July Document of the Month
After the destruction of the Public Record Office on 30th June 1922, onsite salvage work began on 17 July and continued for nearly 12 months until 8 June 1923.
From information in the 55th Deputy Keepers Report that was published in 1928 the process seems to have been that PROI staff located items amongst the rubble, removed the bundles to a room in the Record Office, Dublin Castle. There the staff brushed off the building debris, worked together to identify what had been found and then wrapped the fire damaged documents in brown paper, the parcels were secured with string and given a label.
I always think about the staff working long dusty days, that it would have been dirty and challenging work, both sole destroying and poignant at the same time. There is a quote from the 56th Deputy Keeper’s Report where James Morrissey notes that it was ‘very tedious and difficult’ work. Yet, I am always struck by the care that was taken by the staff. These were neat parcels that did the job of protecting what was found, keeping the material inside secure and waiting for someone like me to come along.
In 2017 we were in the wonderful position to have received external funding from the Irish Manuscripts Commission to carry out a survey of those parcels which had remained unopened since they were wrapped up 95 years before. The scope of the survey was to open up the 1922 parcels and comprehensively for the first time see what was there and find out what condition it was in. Some parcels contained more parcels, some contained a single page, some parcels contained parchment rolls with a couple of hundred sheets therein. I think it is safe to say that no two parcels were the same. In total, the contents of 378 parcels were surveyed, everything was documented, photographed and given a numerical value depending on the condition it was found in.
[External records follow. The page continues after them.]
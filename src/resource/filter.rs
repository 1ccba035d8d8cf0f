//! Selection of the resources that take part in a comparison.

use std::fmt;

use indexmap::IndexMap;
use once_cell::sync::Lazy;

use super::item::ResourceItem;
use crate::error::{Error, Result};

/// Kinds exported when a filter names none, in export order.
pub const AVAILABLE_KINDS: &[&str] = &[
    "svc",
    "route",
    "dc",
    "bc",
    "is",
    "pvc",
    "template",
    "cm",
    "secret",
    "rolebinding",
    "serviceaccount",
];

/// Short name, canonical kind.
const KINDS: &[(&str, &str)] = &[
    ("svc", "Service"),
    ("route", "Route"),
    ("dc", "DeploymentConfig"),
    ("bc", "BuildConfig"),
    ("is", "ImageStream"),
    ("pvc", "PersistentVolumeClaim"),
    ("template", "Template"),
    ("cm", "ConfigMap"),
    ("secret", "Secret"),
    ("rolebinding", "RoleBinding"),
    ("serviceaccount", "ServiceAccount"),
];

/// Lowercased alias (short name, kind, plural) to canonical kind.
static KIND_ALIASES: Lazy<IndexMap<String, &'static str>> = Lazy::new(|| {
    let mut aliases = IndexMap::new();
    for (short, kind) in KINDS {
        let lower = kind.to_ascii_lowercase();
        aliases.insert(short.to_string(), *kind);
        aliases.insert(format!("{}s", lower), *kind);
        aliases.insert(lower, *kind);
    }
    aliases
});

/// Resolves a kind alias ("dc", "deploymentconfigs", "DeploymentConfig") to
/// its canonical kind.
pub fn canonical_kind(kind: &str) -> Option<&'static str> {
    KIND_ALIASES.get(&kind.to_ascii_lowercase()).copied()
}

// Unknown kinds pass through as long as they are spelled like a kind.
pub(crate) fn resolve_kind(input: &str, kind: &str) -> Result<String> {
    if let Some(canonical) = canonical_kind(kind) {
        return Ok(canonical.to_string());
    }
    if kind.starts_with(|c: char| c.is_ascii_uppercase()) && kind.chars().all(char::is_alphanumeric) {
        return Ok(kind.to_string());
    }
    Err(Error::invalid_filter(input, format!("unknown kind '{}'", kind)))
}

/// Exclude is a single rule removing matching items from a selection.
#[derive(Debug, Clone, PartialEq, Eq)]
pub enum Exclude {
    Kind(String),
    /// "Kind/Name"
    Name(String),
    Label { key: String, value: String },
}

impl Exclude {
    /// Parses "Kind", "Kind/Name" or "key=value".
    pub fn parse(rule: &str) -> Result<Exclude> {
        if let Some((key, value)) = rule.split_once('=') {
            if key.is_empty() {
                return Err(Error::invalid_filter(rule, "label key must not be empty"));
            }
            return Ok(Exclude::Label {
                key: key.to_string(),
                value: value.to_string(),
            });
        }
        if let Some((kind, name)) = rule.split_once('/') {
            if name.is_empty() {
                return Err(Error::invalid_filter(rule, "name must not be empty"));
            }
            return Ok(Exclude::Name(format!("{}/{}", resolve_kind(rule, kind)?, name)));
        }
        Ok(Exclude::Kind(resolve_kind(rule, rule)?))
    }

    /// Returns true if the item falls under this rule.
    pub fn matches(&self, item: &ResourceItem) -> bool {
        match self {
            Exclude::Kind(kind) => item.kind == *kind,
            Exclude::Name(name) => item.full_name() == *name,
            Exclude::Label { key, value } => item.labels.get(key) == Some(value),
        }
    }
}

/// ResourceFilter selects which resources take part in a comparison.
///
/// Every criterion that is set must hold. The same filter is used to build both the
/// desired and the current list.
#[derive(Debug, Clone, Default, PartialEq, Eq)]
pub struct ResourceFilter {
    /// Kinds to include; empty means all.
    pub kinds: Vec<String>,
    /// Exact "Kind/Name"; takes precedence over `kinds` for the export target.
    pub name: Option<String>,
    /// Single "key=value" label selector.
    pub label: Option<String>,
    pub excludes: Vec<Exclude>,
}

impl ResourceFilter {
    /// Builds a filter from user input.
    ///
    /// `resource` is either comma separated kinds ("dc,svc") or a single
    /// "kind/name". `selector` is one "key=value" pair. `exclude` is a comma
    /// separated list of kinds, "Kind/Name"s and "key=value" labels. Empty strings
    /// leave the corresponding criterion unset.
    pub fn new(resource: &str, selector: &str, exclude: &str) -> Result<ResourceFilter> {
        let mut filter = ResourceFilter::default();

        let resource = resource.trim();
        if let Some((kind, name)) = resource.split_once('/') {
            if name.is_empty() || name.contains('/') || kind.contains(',') {
                return Err(Error::invalid_filter(
                    resource,
                    "expected a single kind/name pair",
                ));
            }
            filter.name = Some(format!("{}/{}", resolve_kind(resource, kind)?, name));
        } else if !resource.is_empty() {
            for kind in resource.split(',').map(str::trim).filter(|k| !k.is_empty()) {
                let kind = resolve_kind(resource, kind)?;
                if !filter.kinds.contains(&kind) {
                    filter.kinds.push(kind);
                }
            }
        }

        let selector = selector.trim();
        if !selector.is_empty() {
            validate_selector(selector)?;
            filter.label = Some(selector.to_string());
        }

        filter.excludes = exclude
            .split(',')
            .map(str::trim)
            .filter(|rule| !rule.is_empty())
            .map(Exclude::parse)
            .collect::<Result<Vec<_>>>()?;

        Ok(filter)
    }

    /// Returns true if the item meets every criterion of the filter.
    pub fn satisfied_by(&self, item: &ResourceItem) -> bool {
        if let Some(name) = &self.name {
            if *name != item.full_name() {
                return false;
            }
        }

        if !self.kinds.is_empty() && !self.kinds.contains(&item.kind) {
            return false;
        }

        if let Some(label) = &self.label {
            let Some((key, value)) = label.split_once('=') else {
                return false;
            };
            if item.labels.get(key).map(String::as_str) != Some(value) {
                return false;
            }
        }

        !self.excludes.iter().any(|rule| rule.matches(item))
    }

    /// Returns the target handed to the platform export: the kind of `name` if
    /// set, else the selected kinds, else every available kind.
    pub fn convert_to_target(&self) -> String {
        if let Some(name) = &self.name {
            return name.split('/').next().unwrap_or_default().to_string();
        }
        if self.kinds.is_empty() {
            return AVAILABLE_KINDS.join(",");
        }
        self.kinds.join(",")
    }
}

fn validate_selector(selector: &str) -> Result<()> {
    let Some((key, _)) = selector.split_once('=') else {
        return Err(Error::invalid_filter(selector, "selector must be key=value"));
    };
    if key.is_empty() {
        return Err(Error::invalid_filter(selector, "label key must not be empty"));
    }
    if selector.contains(',') {
        return Err(Error::invalid_filter(
            selector,
            "only a single key=value selector is supported",
        ));
    }
    Ok(())
}

impl fmt::Display for ResourceFilter {
    fn fmt(&self, f: &mut fmt::Formatter<'_>) -> fmt::Result {
        write!(
            f,
            "Kind: {:?}, Name: {}, Label: {}",
            self.kinds,
            self.name.as_deref().unwrap_or_default(),
            self.label.as_deref().unwrap_or_default()
        )
    }
}
//! Patch operations and their generation from two value trees.

use std::fmt;

use serde::Serialize;

use crate::error::{Error, Result};
use crate::fieldpath::{Path, PathElement};
use crate::value::{Map, Value};

/// Operation is the kind of a patch operation.
#[derive(Debug, Clone, Copy, PartialEq, Eq, Hash, Serialize)]
#[serde(rename_all = "lowercase")]
pub enum Operation {
    Add,
    Remove,
    Replace,
}

impl fmt::Display for Operation {
    fn fmt(&self, f: &mut fmt::Formatter<'_>) -> fmt::Result {
        match self {
            Operation::Add => write!(f, "add"),
            Operation::Remove => write!(f, "remove"),
            Operation::Replace => write!(f, "replace"),
        }
    }
}

/// PatchOperation is a single edit at a path, serialized as an RFC 6902 object.
#[derive(Debug, Clone, PartialEq, Eq, Serialize)]
pub struct PatchOperation {
    pub op: Operation,
    pub path: Path,
    #[serde(skip_serializing_if = "Option::is_none")]
    pub value: Option<Value>,
}

impl PatchOperation {
    /// Creates an add operation.
    pub fn add(path: Path, value: Value) -> Self {
        PatchOperation {
            op: Operation::Add,
            path,
            value: Some(value),
        }
    }

    /// Creates a remove operation.
    pub fn remove(path: Path) -> Self {
        PatchOperation {
            op: Operation::Remove,
            path,
            value: None,
        }
    }

    /// Creates a replace operation.
    pub fn replace(path: Path, value: Value) -> Self {
        PatchOperation {
            op: Operation::Replace,
            path,
            value: Some(value),
        }
    }
}

impl fmt::Display for PatchOperation {
    fn fmt(&self, f: &mut fmt::Formatter<'_>) -> fmt::Result {
        write!(f, "{} {}", self.op, self.path)
    }
}

/// Generates the operations that turn `base` into `target`.
///
/// Map keys are visited in `target` order (adds and nested changes), then keys only
/// in `base` are removed in `base` order. List elements are compared by index;
/// surplus target elements are added in ascending order and surplus base elements
/// removed in descending order, so the operations can be applied one after the
/// other. A type change at a path is a single replace of the whole subtree.
pub fn generate(base: &Value, target: &Value) -> Vec<PatchOperation> {
    let mut ops = Vec::new();
    diff_values(base, target, Path::new(), &mut ops);
    ops
}

fn diff_values(base: &Value, target: &Value, path: Path, ops: &mut Vec<PatchOperation>) {
    match (base, target) {
        (Value::Map(b), Value::Map(t)) => diff_maps(b, t, path, ops),
        (Value::List(b), Value::List(t)) => diff_lists(b, t, path, ops),
        _ => {
            if base != target {
                ops.push(PatchOperation::replace(path, target.clone()));
            }
        }
    }
}

fn diff_maps(base: &Map, target: &Map, path: Path, ops: &mut Vec<PatchOperation>) {
    for (key, target_value) in target.iter() {
        let child = path.with(PathElement::field_name(key.clone()));
        match base.get(key) {
            None => ops.push(PatchOperation::add(child, target_value.clone())),
            Some(base_value) if base_value != target_value => {
                diff_values(base_value, target_value, child, ops)
            }
            Some(_) => {}
        }
    }

    for key in base.keys() {
        if !target.has(key) {
            ops.push(PatchOperation::remove(
                path.with(PathElement::field_name(key.clone())),
            ));
        }
    }
}

fn diff_lists(base: &[Value], target: &[Value], path: Path, ops: &mut Vec<PatchOperation>) {
    let common = base.len().min(target.len());

    for (i, (base_value, target_value)) in base.iter().zip(target.iter()).enumerate() {
        if base_value != target_value {
            diff_values(base_value, target_value, path.with(PathElement::index(i)), ops);
        }
    }

    for (i, target_value) in target.iter().enumerate().skip(common) {
        ops.push(PatchOperation::add(
            path.with(PathElement::index(i)),
            target_value.clone(),
        ));
    }

    for i in (common..base.len()).rev() {
        ops.push(PatchOperation::remove(path.with(PathElement::index(i))));
    }
}

/// Applies operations to a copy of `base`, in order.
pub fn apply(base: &Value, ops: &[PatchOperation]) -> Result<Value> {
    let mut doc = base.clone();
    for op in ops {
        apply_one(&mut doc, op)?;
    }
    Ok(doc)
}

impl Value {
    /// Returns a copy of this value with the operations applied.
    pub fn apply_patch(&self, ops: &[PatchOperation]) -> Result<Value> {
        apply(self, ops)
    }
}

fn apply_one(doc: &mut Value, op: &PatchOperation) -> Result<()> {
    match op.op {
        Operation::Add => {
            let value = required_value(op)?;
            doc.insert_path(&op.path, value)
        }
        Operation::Remove => {
            if op.path.is_empty() {
                return Err(Error::patch("", "cannot remove the whole document"));
            }
            doc.delete_path(&op.path)
                .map(|_| ())
                .ok_or_else(|| Error::patch(op.path.to_string(), "path does not exist"))
        }
        Operation::Replace => {
            let value = required_value(op)?;
            if !doc.has_path(&op.path) {
                return Err(Error::patch(op.path.to_string(), "path does not exist"));
            }
            doc.set_path(&op.path, value)
        }
    }
}

fn required_value(op: &PatchOperation) -> Result<Value> {
    op.value
        .clone()
        .ok_or_else(|| Error::patch(op.path.to_string(), format!("{} requires a value", op.op)))
}
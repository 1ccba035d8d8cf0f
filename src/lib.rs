//! # Tailor
//!
//! Compares the resources declared by processed OpenShift templates (the desired
//! state) with the resources present in a namespace (the current state).
//!
//! Both sides are read into [`ResourceList`]s of loosely typed [`Value`] trees.
//! A [`Changeset`] matches them by kind and name and classifies every resource as
//! to create, to update, to delete or in sync. Updates carry a rendered diff and
//! the patch operations turning the current body into the desired one.
//!
//! ## Modules
//!
//! - [`value`] - In-memory representation of YAML/JSON documents with path based access
//! - [`fieldpath`] - Paths into value trees and their JSON pointer syntax
//! - [`resource`] - Resource items, filters and lists
//! - [`diff`] - Changesets, patch generation and diff rendering
//! - [`platform`] - Collaborators exporting the current state and processing templates
//! - [`config`] - Options of a comparison
//! - [`status`] - The status pipeline and its report

pub mod config;
pub mod diff;
pub mod error;
pub mod fieldpath;
pub mod platform;
pub mod resource;
pub mod status;
pub mod value;

pub use diff::{Action, Change, Changeset, IgnorePath, Operation, PatchOperation, Summary};
pub use error::{Error, ParseError, Result};
pub use fieldpath::{Path, PathElement};
pub use resource::{ResourceFilter, ResourceItem, ResourceList, Source};
pub use value::Value;
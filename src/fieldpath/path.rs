//! Path element and path types.

use super::pointer::escape_token;

/// PathElement represents one level of path navigation.
#[derive(Debug, Clone, PartialEq, Eq, Hash, PartialOrd, Ord)]
pub enum PathElement {
    /// Field name for map fields.
    FieldName(String),
    /// Index for array positions.
    Index(usize),
}

impl PathElement {
    /// Creates a new field name path element.
    pub fn field_name(name: impl Into<String>) -> Self {
        PathElement::FieldName(name.into())
    }

    /// Creates a new index path element.
    pub fn index(i: usize) -> Self {
        PathElement::Index(i)
    }

    /// Returns true if this is a field name element.
    pub fn is_field_name(&self) -> bool {
        matches!(self, PathElement::FieldName(_))
    }

    /// Returns the field name if this is a field name element.
    pub fn as_field_name(&self) -> Option<&str> {
        match self {
            PathElement::FieldName(name) => Some(name),
            _ => None,
        }
    }
}

/// Path represents a complete path to a nested field.
///
/// The empty path addresses the whole document.
#[derive(Debug, Clone, Default, PartialEq, Eq, Hash, PartialOrd, Ord)]
pub struct Path {
    elements: Vec<PathElement>,
}

impl Path {
    /// Creates a new empty path.
    pub fn new() -> Self {
        Path {
            elements: Vec::new(),
        }
    }

    /// Creates a path from a vector of elements.
    pub fn from_elements(elements: Vec<PathElement>) -> Self {
        Path { elements }
    }

    /// Creates a path of field names.
    pub fn from_fields<I, S>(fields: I) -> Self
    where
        I: IntoIterator<Item = S>,
        S: Into<String>,
    {
        fields.into_iter().map(PathElement::field_name).collect()
    }

    /// Returns the number of elements in the path.
    pub fn len(&self) -> usize {
        self.elements.len()
    }

    /// Returns true if the path is empty.
    pub fn is_empty(&self) -> bool {
        self.elements.is_empty()
    }

    /// Returns an iterator over the path elements.
    pub fn iter(&self) -> impl Iterator<Item = &PathElement> {
        self.elements.iter()
    }

    /// Appends a path element.
    pub fn push(&mut self, element: PathElement) {
        self.elements.push(element);
    }

    /// Removes and returns the last path element.
    pub fn pop(&mut self) -> Option<PathElement> {
        self.elements.pop()
    }

    /// Returns the last path element.
    pub fn last(&self) -> Option<&PathElement> {
        self.elements.last()
    }

    /// Creates a new path with the given element appended.
    pub fn with(&self, element: PathElement) -> Self {
        let mut new_path = self.clone();
        new_path.push(element);
        new_path
    }

    /// Returns true if `self` is `other` or lies below it.
    pub fn starts_with(&self, other: &Path) -> bool {
        self.elements.starts_with(&other.elements)
    }

    /// Returns a slice of the path elements.
    pub fn as_slice(&self) -> &[PathElement] {
        &self.elements
    }

    /// Renders the path as a JSON pointer.
    pub fn to_pointer(&self) -> String {
        self.to_string()
    }
}

impl FromIterator<PathElement> for Path {
    fn from_iter<T: IntoIterator<Item = PathElement>>(iter: T) -> Self {
        Path {
            elements: iter.into_iter().collect(),
        }
    }
}

impl IntoIterator for Path {
    type Item = PathElement;
    type IntoIter = std::vec::IntoIter<PathElement>;

    fn into_iter(self) -> Self::IntoIter {
        self.elements.into_iter()
    }
}

impl<'a> IntoIterator for &'a Path {
    type Item = &'a PathElement;
    type IntoIter = std::slice::Iter<'a, PathElement>;

    fn into_iter(self) -> Self::IntoIter {
        self.elements.iter()
    }
}

impl std::fmt::Display for PathElement {
    fn fmt(&self, f: &mut std::fmt::Formatter<'_>) -> std::fmt::Result {
        match self {
            PathElement::FieldName(name) => write!(f, "/{}", escape_token(name)),
            PathElement::Index(i) => write!(f, "/{}", i),
        }
    }
}

impl std::fmt::Display for Path {
    fn fmt(&self, f: &mut std::fmt::Formatter<'_>) -> std::fmt::Result {
        for element in &self.elements {
            write!(f, "{}", element)?;
        }
        Ok(())
    }
}

impl serde::Serialize for Path {
    fn serialize<S: serde::Serializer>(&self, serializer: S) -> Result<S::Ok, S::Error> {
        serializer.serialize_str(&self.to_pointer())
    }
}

#[cfg(test)]
mod tests {
    use super::*;

    #[test]
    fn test_path_element_field_name() {
        let pe = PathElement::field_name("foo");
        assert!(pe.is_field_name());
        assert_eq!(pe.as_field_name(), Some("foo"));
        assert_eq!(PathElement::index(2).as_field_name(), None);
    }

    #[test]
    fn test_path_operations() {
        let mut path = Path::new();
        assert!(path.is_empty());

        path.push(PathElement::field_name("metadata"));
        path.push(PathElement::field_name("name"));
        assert_eq!(path.len(), 2);

        assert_eq!(
            path.last(),
            Some(&PathElement::FieldName("name".to_string()))
        );

        let popped = path.pop();
        assert_eq!(popped, Some(PathElement::FieldName("name".to_string())));
        assert_eq!(path.len(), 1);
    }

    #[test]
    fn test_path_display() {
        let path = Path::from_fields(["metadata", "name"]);
        assert_eq!(format!("{}", path), "/metadata/name");

        let path = Path::from_fields(["spec", "ports"]).with(PathElement::index(0));
        assert_eq!(path.to_pointer(), "/spec/ports/0");

        let path = Path::from_fields(["metadata", "annotations", "example.com/owner"]);
        assert_eq!(path.to_pointer(), "/metadata/annotations/example.com~1owner");

        assert_eq!(Path::new().to_pointer(), "");
    }

    #[test]
    fn test_path_starts_with() {
        let spec = Path::from_fields(["spec"]);
        let ports = Path::from_fields(["spec", "ports"]);
        assert!(ports.starts_with(&spec));
        assert!(spec.starts_with(&spec));
        assert!(!spec.starts_with(&ports));
    }
}
//! Collaborators providing the documents the comparison works on.
//!
//! The current state comes from an [`Exporter`], the desired state from a
//! [`Renderer`] processing template files. [`OcClient`] implements both with
//! the `oc` binary; [`FileExporter`] and [`RenderedFiles`] read documents that
//! were produced ahead of time.

mod export;
mod file;
mod oc;

use std::path::{Path, PathBuf};

use tracing::debug;

use crate::error::{Error, Result};
use crate::resource::{ResourceFilter, ResourceList};

pub use export::export_as_template;
pub use file::{expand_template_files, FileExporter, RenderedFiles};
pub use oc::OcClient;

/// Export is the outcome of exporting resources from the platform.
#[derive(Debug, Clone, PartialEq, Eq)]
pub enum Export {
    /// YAML document listing the exported resources.
    Document(Vec<u8>),
    /// The platform holds no resource matching the filter.
    NoResourcesFound,
}

/// Exporter reads the current state of a namespace.
pub trait Exporter {
    fn export(&self, filter: &ResourceFilter, namespace: &str) -> Result<Export>;
}

/// Renderer turns a template file into the resources it declares.
pub trait Renderer {
    fn render(&self, file: &Path, params: &TemplateParams) -> Result<Vec<u8>>;
}

impl<T: Exporter + ?Sized> Exporter for &T {
    fn export(&self, filter: &ResourceFilter, namespace: &str) -> Result<Export> {
        (**self).export(filter, namespace)
    }
}

impl<T: Renderer + ?Sized> Renderer for &T {
    fn render(&self, file: &Path, params: &TemplateParams) -> Result<Vec<u8>> {
        (**self).render(file, params)
    }
}

/// TemplateParams are the inputs for processing a template.
#[derive(Debug, Clone, Default, PartialEq, Eq)]
pub struct TemplateParams {
    /// Namespace the template is processed for; passed as TAILOR_NAMESPACE
    /// when the template declares that parameter.
    pub namespace: String,
    /// Labels set on every object, as "key=value".
    pub labels: Option<String>,
    /// Parameters as "NAME=value".
    pub params: Vec<String>,
    pub param_files: Vec<PathBuf>,
    /// Directory searched for "<template stem>.env" when no param files are given.
    pub param_dir: Option<PathBuf>,
    pub ignore_unknown_parameters: bool,
}

/// Builds the current state from an export.
///
/// A "no resources found" export is an empty list. Exporter failures are
/// reported with the kinds that were exported.
pub fn assemble_platform_list<E: Exporter + ?Sized>(
    exporter: &E,
    filter: &ResourceFilter,
    namespace: &str,
) -> Result<ResourceList> {
    let target = filter.convert_to_target();
    let export = exporter.export(filter, namespace).map_err(|err| match err {
        Error::Export { .. } => err,
        other => Error::Export {
            target: target.clone(),
            message: other.to_string(),
        },
    })?;
    match export {
        Export::NoResourcesFound => {
            debug!(target = %target, "no resources found");
            ResourceList::from_platform(filter, &[])
        }
        Export::Document(document) => {
            debug!(target = %target, bytes = document.len(), "exported resources");
            ResourceList::from_platform(filter, &document)
        }
    }
}

/// Builds the desired state by rendering every template file, in order.
///
/// Renderer failures are reported with the name of the template file.
pub fn assemble_template_list<R: Renderer + ?Sized>(
    renderer: &R,
    filter: &ResourceFilter,
    files: &[PathBuf],
    params: &TemplateParams,
) -> Result<ResourceList> {
    let mut inputs = Vec::with_capacity(files.len());
    for file in files {
        debug!(file = %file.display(), "processing template");
        let rendered = renderer.render(file, params).map_err(|err| match err {
            Error::TemplateProcessing { .. } => err,
            other => Error::TemplateProcessing {
                file: file_name(file),
                message: other.to_string(),
            },
        })?;
        inputs.push(rendered);
    }
    ResourceList::from_templates(filter, &inputs)
}

pub(crate) fn file_name(file: &Path) -> String {
    file.file_name()
        .map(|name| name.to_string_lossy().into_owned())
        .unwrap_or_else(|| file.display().to_string())
}

#[cfg(test)]
mod tests {
    use super::*;
    use std::cell::RefCell;

    struct FakeExporter {
        result: fn() -> Result<Export>,
        calls: RefCell<Vec<(String, String)>>,
    }

    impl Exporter for FakeExporter {
        fn export(&self, filter: &ResourceFilter, namespace: &str) -> Result<Export> {
            self.calls
                .borrow_mut()
                .push((filter.convert_to_target(), namespace.to_string()));
            (self.result)()
        }
    }

    struct FakeRenderer;

    impl Renderer for FakeRenderer {
        fn render(&self, file: &Path, _params: &TemplateParams) -> Result<Vec<u8>> {
            match file_name(file).as_str() {
                "broken.yml" => Err(Error::io(file, std::io::Error::other("boom"))),
                name => Ok(format!(
                    "kind: List\nitems:\n- kind: ConfigMap\n  metadata:\n    name: {}\n",
                    name.trim_end_matches(".yml")
                )
                .into_bytes()),
            }
        }
    }

    #[test]
    fn test_platform_list_no_resources_found() {
        let exporter = FakeExporter {
            result: || Ok(Export::NoResourcesFound),
            calls: RefCell::new(Vec::new()),
        };
        let filter = ResourceFilter::new("cm", "", "").unwrap();

        let list = assemble_platform_list(&exporter, &filter, "demo").unwrap();

        assert!(list.is_empty());
        assert_eq!(
            exporter.calls.borrow().as_slice(),
            &[("ConfigMap".to_string(), "demo".to_string())]
        );
    }

    #[test]
    fn test_platform_list_from_document() {
        let exporter = FakeExporter {
            result: || {
                Ok(Export::Document(
                    b"kind: Template\nobjects:\n- kind: ConfigMap\n  metadata:\n    name: foo\n".to_vec(),
                ))
            },
            calls: RefCell::new(Vec::new()),
        };
        let list = assemble_platform_list(&exporter, &ResourceFilter::default(), "demo").unwrap();
        assert!(list.contains("ConfigMap", "foo"));
    }

    #[test]
    fn test_platform_list_wraps_errors() {
        let exporter = FakeExporter {
            result: || Err(Error::Config { message: "unreachable".into() }),
            calls: RefCell::new(Vec::new()),
        };
        let filter = ResourceFilter::new("dc,svc", "", "").unwrap();

        match assemble_platform_list(&exporter, &filter, "demo") {
            Err(Error::Export { target, message }) => {
                assert_eq!(target, "DeploymentConfig,Service");
                assert!(message.contains("unreachable"));
            }
            other => panic!("unexpected result: {:?}", other),
        }
    }

    #[test]
    fn test_template_list_in_file_order() {
        let files = vec![PathBuf::from("t/b.yml"), PathBuf::from("t/a.yml")];
        let list = assemble_template_list(
            &FakeRenderer,
            &ResourceFilter::default(),
            &files,
            &TemplateParams::default(),
        )
        .unwrap();

        let names: Vec<&str> = list.iter().map(|item| item.name.as_str()).collect();
        assert_eq!(names, vec!["b", "a"]);
    }

    #[test]
    fn test_template_list_names_failing_file() {
        let files = vec![PathBuf::from("t/a.yml"), PathBuf::from("t/broken.yml")];
        let err = assemble_template_list(
            &FakeRenderer,
            &ResourceFilter::default(),
            &files,
            &TemplateParams::default(),
        )
        .unwrap_err();

        match err {
            Error::TemplateProcessing { file, .. } => assert_eq!(file, "broken.yml"),
            other => panic!("unexpected error: {}", other),
        }
    }
}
The majority of documents that survived the fire had been written on parchment. That wasn’t too much of a surprise from my point of view; parchment, which is made from animal skin, is a really robust material which is why it was used for legal documents. Imagine the fire being like a really hot oven, the moisture is drawn out of the skin as it bakes and the internal structure of the skin changes and shrinks, it becomes distorted, loses the ability to be opened out and in some cases, especially where layers of the parchment had been rolled, they have become stuck together.
Additional salvaged material can currently be viewed in our display cases at the National Archives, Bishop Street.